Almost entirely surrounded by water, Nova Scotia is central to Canada’s maritime region. Ocean inlets sneak tendrils into the province’s forested interior, while seafront restaurants dole out fresh fish, lighthouses beckon ships to shore, and beach bonfires dot the coast. The region shines in summer, when most Nova Scotia campgrounds open and gulf currents warm the Atlantic for swimming and boating. Autumn’s crisp temperatures and colorful foliage are perfect for hikes through the Cape Breton highlands or a drive on the Cabot Trail, and winter snow lays a smooth foundation for cross-country skiing.

Cape Breton Island

Cape Breton Highlands National Park is ideal for camping in summer and hiking year-round, with old-growth boreal forests, river canyons, and plenty of sandy beaches. Campers can also consider taking a road trip along the coast and across the highlands on the scenic Cabot Trail highway. Further south, the saltwater Bras d’Or Lake is a sailing and swimming hotspot.

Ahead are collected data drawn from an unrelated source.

// Copyright (c) 2025 Fabstir
// SPDX-License-Identifier: BUSL-1.1
//! Server configuration from command-line flags and environment variables

use anyhow::{bail, Result};
use clap::{Parser, ValueEnum};
use std::net::SocketAddr;
use std::path::PathBuf;

use crate::vision::VisionModelConfig;

/// Default label set of the guava leaf/fruit classifier
pub const DEFAULT_CLASS_NAMES: &[&str] = &["Healthy", "Phytopthora", "Red rust", "Scab", "Styler and Root"];

/// Development origins allowed by default (Vite dev server)
pub const DEFAULT_CORS_ORIGINS: &[&str] = &["http://localhost:5173", "http://127.0.0.1:5173"];

/// Largest YOLOv8 head stride; input sizes must divide evenly by it
const YOLO_MAX_STRIDE: u32 = 32;

/// Default maximum upload size (10MB)
pub const DEFAULT_MAX_UPLOAD_BYTES: usize = 10 * 1024 * 1024;

/// Memory layout of the classification input tensor
#[derive(Debug, Clone, Copy, PartialEq, Eq, ValueEnum)]
pub enum TensorLayout {
    /// [1, H, W, 3] - Keras/TensorFlow exports
    Nhwc,
    /// [1, 3, H, W] - PyTorch exports
    Nchw,
}

/// GuavaVision server configuration
///
/// Every flag can also be provided through the environment (a `.env` file is
/// honoured). Model file names are resolved against `models_dir`.
#[derive(Parser, Debug, Clone)]
#[command(name = "guava-vision", version, about = "Guava disease diagnosis API server")]
pub struct ServerConfig {
    /// Address to bind
    #[arg(long, env = "GUAVA_HOST", default_value = "0.0.0.0")]
    pub host: String,

    /// Port to listen on
    #[arg(long, env = "GUAVA_PORT", default_value_t = 8000)]
    pub port: u16,

    /// Directory holding the model artifacts
    #[arg(long, env = "GUAVA_MODELS_DIR", default_value = "models")]
    pub models_dir: PathBuf,

    /// Classification model file (ResNet50 + DenseNet121 fusion, ONNX)
    #[arg(
        long,
        env = "GUAVA_CLASSIFICATION_MODEL",
        default_value = "resnet50_densenet121_fusion.onnx"
    )]
    pub classification_model: String,

    /// Detection model file (YOLOv8, ONNX)
    #[arg(long, env = "GUAVA_DETECTION_MODEL", default_value = "best.onnx")]
    pub detection_model: String,

    /// Segmentation model file (YOLOv8-seg, ONNX)
    #[arg(long, env = "GUAVA_SEGMENTATION_MODEL", default_value = "yolov8s-seg.onnx")]
    pub segmentation_model: String,

    /// Square input size of the classification model
    #[arg(long, env = "GUAVA_CLASSIFICATION_INPUT_SIZE", default_value_t = 224)]
    pub classification_input_size: u32,

    /// Tensor layout expected by the classification model
    #[arg(long, env = "GUAVA_CLASSIFICATION_LAYOUT", value_enum, default_value = "nhwc")]
    pub classification_layout: TensorLayout,

    /// Square input size of the YOLO models
    #[arg(long, env = "GUAVA_YOLO_INPUT_SIZE", default_value_t = 640)]
    pub yolo_input_size: u32,

    /// Minimum confidence for detections and segmentations
    #[arg(long, env = "GUAVA_CONFIDENCE_THRESHOLD", default_value_t = 0.25)]
    pub confidence_threshold: f32,

    /// IoU threshold for non-maximum suppression
    #[arg(long, env = "GUAVA_IOU_THRESHOLD", default_value_t = 0.7)]
    pub iou_threshold: f32,

    /// Comma-separated classifier label set, in model output order
    #[arg(
        long,
        env = "GUAVA_CLASS_NAMES",
        value_delimiter = ',',
        default_values_t = DEFAULT_CLASS_NAMES.iter().map(|s| s.to_string()).collect::<Vec<_>>()
    )]
    pub class_names: Vec<String>,

    /// Comma-separated list of origins allowed by CORS
    #[arg(
        long,
        env = "GUAVA_CORS_ORIGINS",
        value_delimiter = ',',
        default_values_t = DEFAULT_CORS_ORIGINS.iter().map(|s| s.to_string()).collect::<Vec<_>>()
    )]
    pub cors_origins: Vec<String>,

    /// Maximum accepted upload size in bytes
    #[arg(long, env = "GUAVA_MAX_UPLOAD_BYTES", default_value_t = DEFAULT_MAX_UPLOAD_BYTES)]
    pub max_upload_bytes: usize,
}

impl Default for ServerConfig {
    fn default() -> Self {
        Self {
            host: "0.0.0.0".to_string(),
            port: 8000,
            models_dir: PathBuf::from("models"),
            classification_model: "resnet50_densenet121_fusion.onnx".to_string(),
            detection_model: "best.onnx".to_string(),
            segmentation_model: "yolov8s-seg.onnx".to_string(),
            classification_input_size: 224,
            classification_layout: TensorLayout::Nhwc,
            yolo_input_size: 640,
            confidence_threshold: 0.25,
            iou_threshold: 0.7,
            class_names: DEFAULT_CLASS_NAMES.iter().map(|s| s.to_string()).collect(),
            cors_origins: DEFAULT_CORS_ORIGINS.iter().map(|s| s.to_string()).collect(),
            max_upload_bytes: DEFAULT_MAX_UPLOAD_BYTES,
        }
    }
}

impl ServerConfig {
    /// Validate value ranges; missing model files are not a configuration error
    pub fn validate(&self) -> Result<()> {
        if !(0.0..=1.0).contains(&self.confidence_threshold) {
            bail!(
                "Confidence threshold must be in [0.0, 1.0], got {}",
                self.confidence_threshold
            );
        }
        if !(0.0..=1.0).contains(&self.iou_threshold) {
            bail!("IoU threshold must be in [0.0, 1.0], got {}", self.iou_threshold);
        }
        if self.classification_input_size == 0 {
            bail!("Classification input size must be > 0");
        }
        if self.yolo_input_size < YOLO_MAX_STRIDE || self.yolo_input_size % YOLO_MAX_STRIDE != 0 {
            bail!(
                "YOLO input size must be a positive multiple of {}, got {}",
                YOLO_MAX_STRIDE,
                self.yolo_input_size
            );
        }
        if self.class_names.is_empty() {
            bail!("At least one class name is required");
        }
        if let Some(index) = self.class_names.iter().position(|name| name.trim().is_empty()) {
            bail!("Class name at position {} is blank", index);
        }
        if self.max_upload_bytes == 0 {
            bail!("Maximum upload size must be > 0");
        }
        Ok(())
    }

    /// Socket address to bind the HTTP server on
    pub fn bind_addr(&self) -> Result<SocketAddr> {
        let addr = format!("{}:{}", self.host, self.port);
        Ok(addr.parse::<SocketAddr>()?)
    }

    /// Build the model loader configuration
    pub fn vision_config(&self) -> VisionModelConfig {
        VisionModelConfig {
            classification_model_path: Some(self.models_dir.join(&self.classification_model)),
            detection_model_path: Some(self.models_dir.join(&self.detection_model)),
            segmentation_model_path: Some(self.models_dir.join(&self.segmentation_model)),
            classification_input_size: self.classification_input_size,
            classification_layout: self.classification_layout,
            yolo_input_size: self.yolo_input_size,
            iou_threshold: self.iou_threshold,
            class_names: self
                .class_names
                .iter()
                .map(|name| name.trim().to_string())
                .collect(),
        }
    }
}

Bay of Fundy & Annapolis Valley

Here, you can experience the world’s most dramatic ocean tides in Fundy National Park, comb the beaches of Five Islands Provincial Park, or canoe through Kejimkujik National Park. Catch a glimpse of humpback and right whales during their summer migration—then, venture inland for fresh local produce and wine tastings at Annapolis Valley vineyards.

Eastern Shore

Head to Larencetown and Martinque beaches outside Halifax for some of the best cold-water surfing on Canada’s east coast. Visit the region’s authentic fishing communities on the way, then take a boat out to the 100 Wild Islands archipelago, where you can hike and camp in secluded coves and boreal rainforests.

Northumberland Shore

Plenty of warm-water beaches lie along the sheltered Northumberland Strait, as does a thriving local wine scene and Gaelic culture in Pictou, known as “the Birthplace of New Scotland." The region’s fishing industry also brings fresh lobster to area restaurants.

South Shore

The South Shore of Nova Scotia offers opportunities to dive into maritime history at colorful Old Town Lunenburg (home of the Bluenose II schooner), snap a picture of the Peggy’s Cove Lighthouse, or get off the grid for a camping trip in one of the region’s wilderness areas—many of which feature thick canopied forests and white-sand beaches.